For older Americans, the blow will be even worse. Seniors who ordinarily qualified for only the most meager benefits before the pandemic emergency allotments now face the steepest hunger cliff: Their monthly allotment will plunge from $281 a month to just $23 per month — about 75 cents per day.

These tragic, unnecessary cuts will undermine one of our country’s most effective anti-poverty and anti-hunger programs. 

According to the Center on Budget and Policy Priorities, the pandemic-expanded SNAP benefits reduced overall poverty by 10 percent and reduced child poverty by 14 percent in the last quarter of 2021. Studies show that students learn better, graduate at higher rates and have lifelong increased employment success with sufficient SNAP benefits. And health improves for all SNAP beneficiaries.

We should build on this progress, not destroy it. Congress can repair and improve the safety net so that our children, struggling parents and grandparents don’t have to choose between paying rent and eating, or getting health care and putting food on the table.

SNAP should be protected and strengthened, starting with reinstating the benefits that were cut. 

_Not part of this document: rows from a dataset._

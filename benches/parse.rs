use criterion::{criterion_group, criterion_main, BenchmarkId, Criterion};
use cron_expand::{Config, Pattern};

const PATTERNS: &[&str] = &[
    "* * * * *",
    "1 0 1 1 0",
    "*/15 0 1,15 * 1-5",
    "*/15,7,13-16 0 1 1 0",
    "0,5,10,15,20,25,30,35,40,45,50,55 */2 1-15 */3 1-5",
];

pub fn pattern_benchmark(c: &mut Criterion) {
    let mut group = c.benchmark_group("pattern");
    for pattern in PATTERNS {
        group.bench_with_input(BenchmarkId::from_parameter(pattern), pattern, |b, p| {
            b.iter(|| Pattern::new(*p).unwrap())
        });
    }
    group.finish();
}

pub fn config_benchmark(c: &mut Criterion) {
    let mut group = c.benchmark_group("config");
    for pattern in PATTERNS {
        let line = format!("{pattern} /usr/bin/find");
        group.bench_with_input(BenchmarkId::from_parameter(line.clone()), &line, |b, l| {
            b.iter(|| Config::new(l).unwrap())
        });
    }
    group.finish();
}

criterion_group!(benches, pattern_benchmark, config_benchmark);
criterion_main!(benches);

Anti-hunger advocates like the Food Research and Action Center have put forward several legislative priorities to enhance SNAP benefits and increase access. They’re calling to close existing gaps in access, allow the purchase of hot food with SNAP benefits, end the three-month in three years time limit for certain beneficiaries and expand benefits to those in need — like low-income college students, residents of U.S. territories and lawfully present immigrants. They’re also calling to end the lifetime ban that prevents formerly incarcerated people from receiving food assistance.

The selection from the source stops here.